> [Aim of the exercise]: The lines to find are those in the entries that hold the word "TracingError"; copy every one of them.

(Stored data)
- - - -

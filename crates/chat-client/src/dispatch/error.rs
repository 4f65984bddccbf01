//! Registration errors

use chat_cache::CacheResource;
use thiserror::Error;

/// Invalid handler registration, raised before any event is dispatched
#[derive(Debug, Clone, PartialEq, Eq, Error)]
pub enum RegistrationError {
    /// Cache rule stores transformed values but the event has no transformer
    #[error("cache rule for {resource} applies transformers but {event} has no transformer")]
    MissingTransformer {
        resource: CacheResource,
        event: &'static str,
    },

    /// Voice states are keyed by guild and need the guild rule
    #[error("voice state caching requires the guild cache rule")]
    VoiceStateWithoutGuild,

    #[error("a transformer is already registered for {0}")]
    DuplicateTransformer(String),

    #[error("a cache rule for {0} is already registered")]
    DuplicateCacheRule(CacheResource),
}
//! Telemetry and tracing setup

mod tracing_setup;

pub use tracing_setup::{try_init_tracing, try_init_tracing_with_config, TracingConfig, TracingError};
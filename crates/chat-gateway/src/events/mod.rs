//! Gateway events
//!
//! Dispatch event names and the payloads the connection reads itself.

mod event_types;
mod payloads;

pub use event_types::GatewayEventType;
pub use payloads::{ReadyEvent, ReadySession};
//! Configuration module

mod client_config;

pub use client_config::{ClientConfig, ConfigError, Environment, TransportErrorPolicy};
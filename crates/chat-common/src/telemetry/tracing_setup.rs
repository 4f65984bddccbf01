//! Tracing setup
//!
//! Installs a `tracing` subscriber. `RUST_LOG` wins over the preset filter.

use crate::config::Environment;
use tracing_subscriber::{
    fmt::{self, format::FmtSpan},
    layer::SubscriberExt,
    util::SubscriberInitExt,
    EnvFilter,
};

/// Transport crates log every frame at debug; keep them quiet by default
const QUIET_DEPENDENCIES: &str = "tungstenite=warn,tokio_tungstenite=warn,hyper=warn,reqwest=warn";

/// Subscriber options
#[derive(Debug, Clone)]
pub struct TracingConfig {
    /// Filter used when `RUST_LOG` is not set
    pub filter: String,
    /// Emit JSON lines
    pub json: bool,
    /// Log span open and close
    pub span_events: bool,
    pub file_line: bool,
    pub thread_names: bool,
}

impl Default for TracingConfig {
    fn default() -> Self {
        Self {
            filter: format!("info,{QUIET_DEPENDENCIES}"),
            json: false,
            span_events: false,
            file_line: true,
            thread_names: false,
        }
    }
}

impl TracingConfig {
    /// Debug output for the client crates, including per-frame gateway traffic
    #[must_use]
    pub fn development() -> Self {
        Self {
            filter: format!(
                "info,chat_gateway=trace,chat_client=debug,chat_cache=debug,{QUIET_DEPENDENCIES}"
            ),
            span_events: true,
            thread_names: true,
            ..Self::default()
        }
    }

    /// JSON lines at info
    #[must_use]
    pub fn production() -> Self {
        Self {
            json: true,
            file_line: false,
            ..Self::default()
        }
    }

    #[must_use]
    pub fn for_environment(env: Environment) -> Self {
        match env {
            Environment::Development => Self::development(),
            Environment::Staging => Self::default(),
            Environment::Production => Self::production(),
        }
    }

    #[must_use]
    pub fn with_filter(mut self, filter: impl Into<String>) -> Self {
        self.filter = filter.into();
        self
    }
}

/// Install the default subscriber
pub fn try_init_tracing() -> Result<(), TracingError> {
    try_init_tracing_with_config(TracingConfig::default())
}

/// Install a subscriber built from `config`.
///
/// Fails instead of panicking when a global subscriber is already set.
pub fn try_init_tracing_with_config(config: TracingConfig) -> Result<(), TracingError> {
    let filter = match EnvFilter::try_from_default_env() {
        Ok(filter) => filter,
        Err(_) => EnvFilter::try_new(&config.filter)
            .map_err(|e| TracingError::InvalidFilter(e.to_string()))?,
    };

    let spans = if config.span_events {
        FmtSpan::NEW | FmtSpan::CLOSE
    } else {
        FmtSpan::NONE
    };
    let layer = fmt::layer()
        .with_file(config.file_line)
        .with_line_number(config.file_line)
        .with_thread_names(config.thread_names)
        .with_span_events(spans);

    let registry = tracing_subscriber::registry().with(filter);
    let installed = if config.json {
        registry.with(layer.json()).try_init()
    } else {
        registry.with(layer).try_init()
    };
    installed.map_err(|_| TracingError::AlreadyInitialized)
}

#[derive(Debug, thiserror::Error)]
pub enum TracingError {
    #[error("Tracing subscriber already initialized")]
    AlreadyInitialized,

    #[error("Invalid tracing filter: {0}")]
    InvalidFilter(String),
}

- - - -

> [Exercise solution]:
pub use tracing_setup::{try_init_tracing, try_init_tracing_with_config, TracingConfig, TracingError};
pub fn try_init_tracing() -> Result<(), TracingError> {
pub fn try_init_tracing_with_config(config: TracingConfig) -> Result<(), TracingError> {
            .map_err(|e| TracingError::InvalidFilter(e.to_string()))?,
    installed.map_err(|_| TracingError::AlreadyInitialized)
pub enum TracingError {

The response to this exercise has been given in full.